▶ MATERIAL TO PROCESS
//! The workspace document model.

use std::collections::BTreeSet;
use std::fmt;
use std::str::FromStr;

use chrono::{DateTime, Utc};
use indexmap::IndexMap;
use serde::{Deserialize, Serialize};
use wp_core::error::{Result, WpError};
use wp_ports::NetworkSpec;

use crate::stack::{ImageVersions, StackCatalog, StackSpec};

#[derive(Debug, Clone, Copy, PartialEq, Eq, Default, Serialize, Deserialize)]
#[serde(rename_all = "kebab-case")]
pub enum WorkspaceType {
    /// One implicit site named after the workspace.
    Workspace,
    #[default]
    MultiInstance,
}

impl fmt::Display for WorkspaceType {
    fn fmt(&self, f: &mut fmt::Formatter<'_>) -> fmt::Result {
        match self {
            WorkspaceType::Workspace => f.write_str("workspace"),
            WorkspaceType::MultiInstance => f.write_str("multi-instance"),
        }
    }
}

impl FromStr for WorkspaceType {
    type Err = WpError;

    fn from_str(s: &str) -> Result<Self> {
        match s {
            "workspace" | "single" => Ok(WorkspaceType::Workspace),
            "multi-instance" | "multi" => Ok(WorkspaceType::MultiInstance),
            other => Err(WpError::Validation(format!(
                "Unknown workspace type '{}': expected workspace or multi-instance",
                other
            ))),
        }
    }
}

/// Last-known status of an instance.
///
/// `creating`, `cloning` and `removing` are written before the first side
/// effect of the matching operation and cleared when it completes, so an
/// interrupted invocation stays visible.
#[derive(Debug, Clone, Copy, PartialEq, Eq, Serialize, Deserialize)]
#[serde(rename_all = "lowercase")]
pub enum InstanceStatus {
    Creating,
    Created,
    Running,
    Stopped,
    Cloning,
    Removing,
}

impl InstanceStatus {
    pub fn is_transient(&self) -> bool {
        matches!(
            self,
            InstanceStatus::Creating | InstanceStatus::Cloning | InstanceStatus::Removing
        )
    }

    pub fn as_str(&self) -> &'static str {
        match self {
            InstanceStatus::Creating => "creating",
            InstanceStatus::Created => "created",
            InstanceStatus::Running => "running",
            InstanceStatus::Stopped => "stopped",
            InstanceStatus::Cloning => "cloning",
            InstanceStatus::Removing => "removing",
        }
    }
}

impl fmt::Display for InstanceStatus {
    fn fmt(&self, f: &mut fmt::Formatter<'_>) -> fmt::Result {
        f.write_str(self.as_str())
    }
}

#[derive(Debug, Clone, PartialEq, Eq, Serialize, Deserialize)]
#[serde(rename_all = "camelCase")]
pub struct InstanceRecord {
    pub port: u16,
    pub network: NetworkSpec,
    pub stack: StackSpec,
    pub created_at: DateTime<Utc>,
    pub status: InstanceStatus,
    /// Source instance whose WordPress tree this instance references.
    #[serde(default, skip_serializing_if = "Option::is_none")]
    pub shared_from: Option<String>,
}

fn default_image_versions() -> ImageVersions {
    ImageVersions::default()
}

/// The persisted workspace document (`wp-workspace.json`).
#[derive(Debug, Clone, PartialEq, Serialize, Deserialize)]
#[serde(rename_all = "camelCase")]
pub struct Workspace {
    #[serde(default)]
    pub workspace_name: String,
    #[serde(default)]
    pub workspace_type: WorkspaceType,
    #[serde(default, skip_serializing_if = "Option::is_none")]
    pub workspace_stack: Option<StackSpec>,
    #[serde(default)]
    pub instances: IndexMap<String, InstanceRecord>,
    #[serde(default)]
    pub stack: Option<StackCatalog>,
    #[serde(default = "default_image_versions")]
    pub image_versions: ImageVersions,
    /// Highest network ordinal ever handed out.
    #[serde(default)]
    pub network_counter: u32,
    /// Incremented on every save; compared against the on-disk value.
    #[serde(default)]
    pub revision: u64,
    /// Keys written by other tools are preserved verbatim.
    #[serde(flatten)]
    pub extra: serde_json::Map<String, serde_json::Value>,
}

impl Default for Workspace {
    fn default() -> Self {
        Self {
            workspace_name: String::new(),
            workspace_type: WorkspaceType::default(),
            workspace_stack: None,
            instances: IndexMap::new(),
            stack: None,
            image_versions: ImageVersions::default(),
            network_counter: 0,
            revision: 0,
            extra: serde_json::Map::new(),
        }
    }
}

impl Workspace {
    pub fn new(name: &str, workspace_type: WorkspaceType, stack: Option<StackSpec>) -> Self {
        Self {
            workspace_name: name.to_string(),
            workspace_type,
            workspace_stack: match workspace_type {
                WorkspaceType::Workspace => Some(stack.unwrap_or_default()),
                WorkspaceType::MultiInstance => None,
            },
            stack: Some(StackCatalog::default()),
            ..Self::default()
        }
    }

    /// Whether `init` has run for this document.
    pub fn is_initialized(&self) -> bool {
        !self.workspace_name.is_empty()
    }

    pub fn is_workspace_mode(&self) -> bool {
        self.workspace_type == WorkspaceType::Workspace
    }

    pub fn catalog(&self) -> StackCatalog {
        self.stack.clone().unwrap_or_default()
    }

    pub fn assigned_ports(&self) -> BTreeSet<u16> {
        self.instances.values().map(|r| r.port).collect()
    }

    pub fn instance(&self, name: &str) -> Option<&InstanceRecord> {
        self.instances.get(name)
    }

    pub fn instance_mut(&mut self, name: &str) -> Option<&mut InstanceRecord> {
        self.instances.get_mut(name)
    }

    /// Existing instance whose name equals `name` ignoring case.
    pub fn name_taken(&self, name: &str) -> Option<&str> {
        self.instances
            .keys()
            .find(|existing| existing.eq_ignore_ascii_case(name))
            .map(String::as_str)
    }

    /// Instances that reference `source`'s WordPress tree.
    pub fn dependents_of(&self, source: &str) -> Vec<String> {
        self.instances
            .iter()
            .filter(|(_, r)| r.shared_from.as_deref() == Some(source))
            .map(|(n, _)| n.clone())
            .collect()
    }
}

#[cfg(test)]
mod tests {
    use super::*;
    use chrono::TimeZone;

    fn record(port: u16, ordinal: u32) -> InstanceRecord {
        InstanceRecord {
            port,
            network: NetworkSpec::for_ordinal(ordinal).unwrap(),
            stack: StackSpec::default(),
            created_at: Utc.with_ymd_and_hms(2024, 5, 1, 12, 0, 0).unwrap(),
            status: InstanceStatus::Created,
            shared_from: None,
        }
    }

    #[test]
    fn test_default_workspace_is_empty() {
        let ws = Workspace::default();
        assert!(!ws.is_initialized());
        assert!(ws.instances.is_empty());
        assert!(ws.stack.is_none());
    }

    #[test]
    fn test_json_field_names() {
        let mut ws = Workspace::new("blog", WorkspaceType::MultiInstance, None);
        ws.instances.insert("alpha".into(), record(8001, 1));
        let json = serde_json::to_value(&ws).unwrap();

        assert_eq!(json["workspaceName"], "blog");
        assert_eq!(json["workspaceType"], "multi-instance");
        assert!(json.get("workspaceStack").is_none());
        assert_eq!(json["instances"]["alpha"]["port"], 8001);
        assert_eq!(json["instances"]["alpha"]["status"], "created");
        assert_eq!(json["instances"]["alpha"]["stack"]["webserver"], "nginx");
        assert_eq!(json["instances"]["alpha"]["network"]["subnet"], "172.20.1.0/24");
        assert!(json["stack"]["services"]["phpmyadmin"].is_object());
        assert_eq!(json["imageVersions"]["php-8.3"], "8.3.14");
    }

    #[test]
    fn test_unknown_keys_survive() {
        let raw = r#"{"workspaceName":"blog","workspaceType":"workspace","instances":{},"stack":null,"customKey":{"a":1}}"#;
        let ws: Workspace = serde_json::from_str(raw).unwrap();
        assert!(ws.is_workspace_mode());
        let back = serde_json::to_value(&ws).unwrap();
        assert_eq!(back["customKey"]["a"], 1);
    }

    #[test]
    fn test_name_taken_ignores_case() {
        let mut ws = Workspace::default();
        ws.instances.insert("Alpha".into(), record(8001, 1));
        assert_eq!(ws.name_taken("alpha"), Some("Alpha"));
        assert_eq!(ws.name_taken("beta"), None);
    }

    #[test]
    fn test_dependents_of() {
        let mut ws = Workspace::default();
        ws.instances.insert("alpha".into(), record(8001, 1));
        let mut beta = record(8002, 2);
        beta.shared_from = Some("alpha".into());
        ws.instances.insert("beta".into(), beta);
        assert_eq!(ws.dependents_of("alpha"), vec!["beta".to_string()]);
        assert!(ws.dependents_of("beta").is_empty());
    }

    #[test]
    fn test_transient_statuses() {
        assert!(InstanceStatus::Creating.is_transient());
        assert!(InstanceStatus::Cloning.is_transient());
        assert!(InstanceStatus::Removing.is_transient());
        assert!(!InstanceStatus::Running.is_transient());
    }
}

▶ REQUIRED WORK
Only the lines from the start of the material through the line containing "impl FromStr for" belong in the answer, each copied exactly.

▶ EXERCISE OUTPUT
//! The workspace document model.

use std::collections::BTreeSet;
use std::fmt;
use std::str::FromStr;

use chrono::{DateTime, Utc};
use indexmap::IndexMap;
use serde::{Deserialize, Serialize};
use wp_core::error::{Result, WpError};
use wp_ports::NetworkSpec;

use crate::stack::{ImageVersions, StackCatalog, StackSpec};

#[derive(Debug, Clone, Copy, PartialEq, Eq, Default, Serialize, Deserialize)]
#[serde(rename_all = "kebab-case")]
pub enum WorkspaceType {
    /// One implicit site named after the workspace.
    Workspace,
    #[default]
    MultiInstance,
}

impl fmt::Display for WorkspaceType {
    fn fmt(&self, f: &mut fmt::Formatter<'_>) -> fmt::Result {
        match self {
            WorkspaceType::Workspace => f.write_str("workspace"),
            WorkspaceType::MultiInstance => f.write_str("multi-instance"),
        }
    }
}

impl FromStr for WorkspaceType {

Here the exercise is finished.